Sponsor:International Medieval Sermon Studies Society
Organiser:Kimberly Rivers, Department of History, University of Wisconsin-Oshkosh
Moderator/Chair:Anne Holloway, Centre for Medieval & Renaissance Studies, Monash University, Victoria
Paper 122-aHow to Know and Love God: Visual Strategies in Llull's Art and Its Early Reception
(Language: English)
Pamela Beattie, Department of Comparative Humanities, University of Louisville, Kentucky
Index terms: Language and Literature - Latin, Language and Literature - Other, Lay Piety, Sermons and Preaching
Paper 122-bSchematic Imaging: A Tool for the Late Medieval Preacher
(Language: English)
Holly Johnson, Department of English, Mississippi State University
Index terms: Language and Literature - Latin, Rhetoric, Sermons and Preaching
Paper 122-cHow to Memorize the Decretals in the Later Middle Ages: Johannes Sintram's Mnemonic Diagram
(Language: English)
Kimberly Rivers, Department of History, University of Wisconsin-Oshkosh
Index terms: Canon Law, Education, Language and Literature - Latin, Manuscripts and Palaeography
Abstract

This session examines ways in which late medieval preachers and teachers across Europe used visual strategies to convey pastoral, theological, and legal teaching to the laity and the clergy in the late Middle Ages.

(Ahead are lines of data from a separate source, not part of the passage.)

//! Migrator runs against in-memory SQLite.

use dbm_core::classify::ConstraintKind;
use dbm_core::DdlError;
use dbm_migrate::history::HistoryRecord;
use dbm_migrate::prelude::*;
use dbm_migrate::Transaction;
use futures::future::BoxFuture;
use sqlx::{Connection, SqliteConnection};

type DbResult<T> = std::result::Result<T, sqlx::Error>;

async fn connect() -> SqliteConnection {
    SqliteConnection::connect("sqlite::memory:")
        .await
        .expect("Failed to open in-memory SQLite")
}

fn register_todos<D: Database>(migrator: &mut Migrator<D>) {
    migrator
        .register(
            1,
            |schema| {
                schema.create_table("todos", |t| {
                    t.id("id");
                    t.string("title").required();
                });
            },
            |schema| schema.drop_table("todos"),
        )
        .register(
            2,
            |schema| {
                schema.alter_table("todos", |t| {
                    t.bool("completed").required().default(false);
                });
            },
            |schema| {
                schema.alter_table("todos", |t| t.drop_column("completed"));
            },
        );
}

fn versions(history: &[HistoryRecord]) -> Vec<i64> {
    history.iter().map(|record| record.version).collect()
}

async fn column_count(conn: &mut SqliteConnection, table: &str) -> i64 {
    sqlx::query_scalar("SELECT COUNT(*) FROM pragma_table_info(?)")
        .bind(table)
        .fetch_one(conn)
        .await
        .unwrap()
}

async fn table_exists(conn: &mut SqliteConnection, table: &str) -> bool {
    let row: Option<(String,)> =
        sqlx::query_as("SELECT name FROM sqlite_master WHERE type='table' AND name=?")
            .bind(table)
            .fetch_optional(conn)
            .await
            .unwrap();
    row.is_some()
}

/// Counts statements and transactions issued through the wrapped database.
struct Counting<D> {
    inner: D,
    executed: usize,
    begun: usize,
}

impl<D> Counting<D> {
    const fn new(inner: D) -> Self {
        Self {
            inner,
            executed: 0,
            begun: 0,
        }
    }
}

impl<D: Executor> Executor for Counting<D> {
    fn execute<'a>(&'a mut self, sql: &'a str) -> BoxFuture<'a, DbResult<u64>> {
        self.executed += 1;
        self.inner.execute(sql)
    }

    fn execute_with<'a>(
        &'a mut self,
        sql: &'a str,
        args: &'a [Value],
    ) -> BoxFuture<'a, DbResult<u64>> {
        self.executed += 1;
        self.inner.execute_with(sql, args)
    }

    fn fetch_all<'a>(
        &'a mut self,
        sql: &'a str,
        args: &'a [Value],
    ) -> BoxFuture<'a, DbResult<Vec<Row>>> {
        self.inner.fetch_all(sql, args)
    }

    fn fetch_history<'a>(
        &'a mut self,
        sql: &'a str,
    ) -> BoxFuture<'a, DbResult<Vec<HistoryRecord>>> {
        self.inner.fetch_history(sql)
    }
}

impl<D: Database> Database for Counting<D> {
    fn begin<'a>(
        &'a mut self,
    ) -> BoxFuture<'a, DbResult<Option<Box<dyn Transaction<'a> + 'a>>>> {
        self.begun += 1;
        self.inner.begin()
    }
}

/// A backend without transaction support.
struct NoTransactions(SqliteConnection);

impl Executor for NoTransactions {
    fn execute<'a>(&'a mut self, sql: &'a str) -> BoxFuture<'a, DbResult<u64>> {
        Executor::execute(&mut self.0, sql)
    }

    fn execute_with<'a>(
        &'a mut self,
        sql: &'a str,
        args: &'a [Value],
    ) -> BoxFuture<'a, DbResult<u64>> {
        self.0.execute_with(sql, args)
    }

    fn fetch_all<'a>(
        &'a mut self,
        sql: &'a str,
        args: &'a [Value],
    ) -> BoxFuture<'a, DbResult<Vec<Row>>> {
        Executor::fetch_all(&mut self.0, sql, args)
    }

    fn fetch_history<'a>(
        &'a mut self,
        sql: &'a str,
    ) -> BoxFuture<'a, DbResult<Vec<HistoryRecord>>> {
        self.0.fetch_history(sql)
    }
}

impl Database for NoTransactions {}

#[tokio::test]
async fn test_todos_migrate_then_rollback() {
    let mut migrator = Migrator::for_driver("sqlite3", connect().await).unwrap();
    register_todos(&mut migrator);

    migrator.migrate().await.unwrap();

    assert_eq!(versions(&migrator.history().await.unwrap()), [1, 2]);
    assert_eq!(column_count(migrator.database_mut(), "todos").await, 3);

    migrator.rollback().await.unwrap();

    assert_eq!(versions(&migrator.history().await.unwrap()), [1]);
    assert_eq!(column_count(migrator.database_mut(), "todos").await, 2);

    let status: Vec<_> = migrator
        .status()
        .await
        .unwrap()
        .iter()
        .map(|v| (v.version(), v.applied()))
        .collect();
    assert_eq!(status, [(1, true), (2, false)]);
}

#[tokio::test]
async fn test_second_migrate_executes_nothing() {
    let mut migrator = Migrator::for_driver("sqlite", Counting::new(connect().await)).unwrap();
    register_todos(&mut migrator);

    migrator.migrate().await.unwrap();
    let db = migrator.database_mut();
    assert_eq!(db.begun, 2);
    // history table only; version steps run on the transactions
    assert_eq!(db.executed, 1);
    db.executed = 0;
    db.begun = 0;

    migrator.migrate().await.unwrap();
    let db = migrator.database_mut();
    assert_eq!(db.executed, 0);
    assert_eq!(db.begun, 0);
}

#[tokio::test]
async fn test_rollback_removes_only_highest_version() {
    let mut migrator = Migrator::for_driver("sqlite", connect().await).unwrap();
    for (version, table) in [(3, "c"), (1, "a"), (2, "b")] {
        migrator.register(
            version,
            |schema| schema.create_table(table, |t| {
                t.id("id");
            }),
            |schema| schema.drop_table(table),
        );
    }

    migrator.migrate().await.unwrap();
    assert_eq!(versions(&migrator.history().await.unwrap()), [1, 2, 3]);

    migrator.rollback().await.unwrap();

    assert_eq!(versions(&migrator.history().await.unwrap()), [1, 2]);
    assert!(table_exists(migrator.database_mut(), "b").await);
    assert!(!table_exists(migrator.database_mut(), "c").await);
}

#[tokio::test]
async fn test_rollback_without_applied_versions_is_noop() {
    let mut migrator = Migrator::for_driver("sqlite", Counting::new(connect().await)).unwrap();
    register_todos(&mut migrator);

    migrator.rollback().await.unwrap();

    assert!(migrator.history().await.unwrap().is_empty());
    assert_eq!(migrator.database_mut().begun, 0);
}

#[tokio::test]
async fn test_missing_local_version_fails() {
    let mut migrator = Migrator::for_driver("sqlite", connect().await).unwrap();
    for version in [1, 2, 3] {
        migrator.register(version, |_| {}, |_| {});
    }
    migrator.migrate().await.unwrap();

    let mut migrator = Migrator::for_driver("sqlite", migrator.into_inner()).unwrap();
    for version in [1, 3] {
        migrator.register(version, |_| {}, |_| {});
    }

    let err = migrator.migrate().await.unwrap_err();
    assert!(matches!(err, MigrateError::MissingLocalVersion(2)), "{err}");
}

#[tokio::test]
async fn test_callback_changeset_runs_against_database() {
    let mut migrator = Migrator::for_driver("sqlite", connect().await).unwrap();
    migrator.register(
        1,
        |schema| {
            schema.create_table("todos", |t| {
                t.id("id");
                t.string("title").required();
            });
            schema.run(|db| {
                Box::pin(async move {
                    db.execute("INSERT INTO todos (title) VALUES ('Do Homework')")
                        .await?;
                    Ok(())
                })
            });
        },
        |schema| schema.drop_table("todos"),
    );

    migrator.migrate().await.unwrap();

    let titles: Vec<String> = sqlx::query_scalar("SELECT title FROM todos")
        .fetch_all(migrator.database_mut())
        .await
        .unwrap();
    assert_eq!(titles, ["Do Homework"]);
}

#[tokio::test]
async fn test_callback_reads_rows_and_binds_values() {
    let mut migrator = Migrator::for_driver("sqlite", connect().await).unwrap();
    migrator.register(
        1,
        |schema| {
            schema.create_table("todos", |t| {
                t.id("id");
                t.string("title").required();
                t.int("estimate");
            });
            schema.create_table("todo_labels", |t| {
                t.id("id");
                t.int("todo_id").required();
                t.string("label").required();
                t.float("weight");
            });
            schema.exec(
                "INSERT INTO todos (title, estimate) VALUES ('Do Homework', 3), ('O''Neil call', NULL)",
            );
            schema.run(|db| {
                Box::pin(async move {
                    let todos = db
                        .fetch_all("SELECT id, title, estimate FROM todos ORDER BY id", &[])
                        .await?;
                    for todo in todos {
                        let label = todo[1].as_str().unwrap_or_default().to_uppercase();
                        let weight = todo[2].as_i64().map(|n| n as f64 / 2.0);
                        db.execute_with(
                            "INSERT INTO todo_labels (todo_id, label, weight) VALUES (?, ?, ?)",
                            &[todo[0].clone(), Value::from(label), Value::from(weight)],
                        )
                        .await?;
                    }
                    Ok(())
                })
            });
        },
        |schema| {
            schema.drop_table("todo_labels");
            schema.drop_table("todos");
        },
    );

    migrator.migrate().await.unwrap();

    let labels = migrator
        .database_mut()
        .fetch_all(
            "SELECT todo_id, label, weight FROM todo_labels WHERE label LIKE ? ORDER BY todo_id",
            &[Value::from("%O%")],
        )
        .await
        .unwrap();
    assert_eq!(
        labels,
        [
            vec![
                Value::Int(1),
                Value::from("DO HOMEWORK"),
                Value::Float(1.5)
            ],
            vec![Value::Int(2), Value::from("O'NEIL CALL"), Value::Null],
        ]
    );
}

#[tokio::test]
async fn test_unique_violation_is_classified_and_step_rolled_back() {
    let mut migrator = Migrator::for_driver("sqlite", connect().await).unwrap();
    migrator
        .register(
            1,
            |schema| {
                schema.create_table("users", |t| {
                    t.id("id");
                    t.string("email").unique();
                });
            },
            |schema| schema.drop_table("users"),
        )
        .register(
            2,
            |schema| {
                schema.exec("INSERT INTO users (email) VALUES ('a@b.c')");
                schema.exec("INSERT INTO users (email) VALUES ('a@b.c')");
            },
            |schema| schema.exec("DELETE FROM users"),
        );

    let err = migrator.migrate().await.unwrap_err();

    let constraint = err.as_constraint().expect("constraint violation");
    assert_eq!(constraint.kind, ConstraintKind::Unique);
    assert_eq!(constraint.key, "users.email");

    assert_eq!(versions(&migrator.history().await.unwrap()), [1]);
    let users: i64 = sqlx::query_scalar("SELECT COUNT(*) FROM users")
        .fetch_one(migrator.database_mut())
        .await
        .unwrap();
    assert_eq!(users, 0);
}

#[tokio::test]
async fn test_failure_without_transactions_keeps_history_row() {
    let mut migrator =
        Migrator::for_driver("sqlite", NoTransactions(connect().await)).unwrap();
    migrator.register(
        1,
        |schema| schema.exec("THIS IS NOT SQL"),
        |_| {},
    );

    let err = migrator.migrate().await.unwrap_err();
    assert!(matches!(err, MigrateError::Database(_)), "{err}");

    assert_eq!(versions(&migrator.history().await.unwrap()), [1]);
}

#[tokio::test]
async fn test_non_transactional_config() {
    let config = MigratorConfig {
        history_table: "schema_history".to_string(),
        transactional: false,
    };
    let mut migrator = Migrator::for_driver("sqlite", Counting::new(connect().await))
        .unwrap()
        .with_config(config);
    register_todos(&mut migrator);

    migrator.migrate().await.unwrap();

    let db = migrator.database_mut();
    assert_eq!(db.begun, 0);
    // history table, then a history row and a changeset per version
    assert_eq!(db.executed, 5);
    assert!(table_exists(&mut db.inner, "schema_history").await);
    assert!(!table_exists(&mut db.inner, "dbm_schema_versions").await);
}

#[tokio::test]
async fn test_rendering_error_stops_run() {
    let mut migrator = Migrator::for_driver("sqlite", connect().await).unwrap();
    migrator
        .register(
            1,
            |schema| {
                schema.create_table("todos", |t| {
                    t.id("id");
                });
            },
            |_| {},
        )
        .register(
            2,
            |schema| {
                schema.alter_table("todos", |t| {
                    t.alter_column("id", ColumnKind::BigInt);
                });
            },
            |_| {},
        );

    let err = migrator.migrate().await.unwrap_err();
    assert!(
        matches!(err, MigrateError::Ddl(DdlError::AlterColumnInPlace { .. })),
        "{err}"
    );
    assert_eq!(versions(&migrator.history().await.unwrap()), [1]);
}

#[tokio::test]
async fn test_duplicate_registration_fails() {
    let mut migrator = Migrator::for_driver("sqlite", connect().await).unwrap();
    migrator.register(7, |_| {}, |_| {});
    migrator.register(7, |_| {}, |_| {});

    assert!(matches!(
        migrator.migrate().await,
        Err(MigrateError::DuplicateVersion(7))
    ));
}

#[tokio::test]
async fn test_unknown_driver_fails_fast() {
    let result = Migrator::for_driver("oracle", connect().await);

    assert!(matches!(
        result,
        Err(MigrateError::Ddl(DdlError::UnsupportedDialect(ref name))) if name == "oracle"
    ));
}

One paper will focus on diagrams in the Art of Ramon Llull as a point of intersection between the scholastics and the educated laity. A second paper will look at the ways late medieval English preachers use schematic imaging as a mnemonic and rhetorical tool to drive home theological and pastoral teachings. A third will look at how late medieval preachers and lawyers were able to memorise massive amounts of legal material through a mnemonic diagram for memorizing the Decretals, copied down by the German Franciscan Johannes Sintram.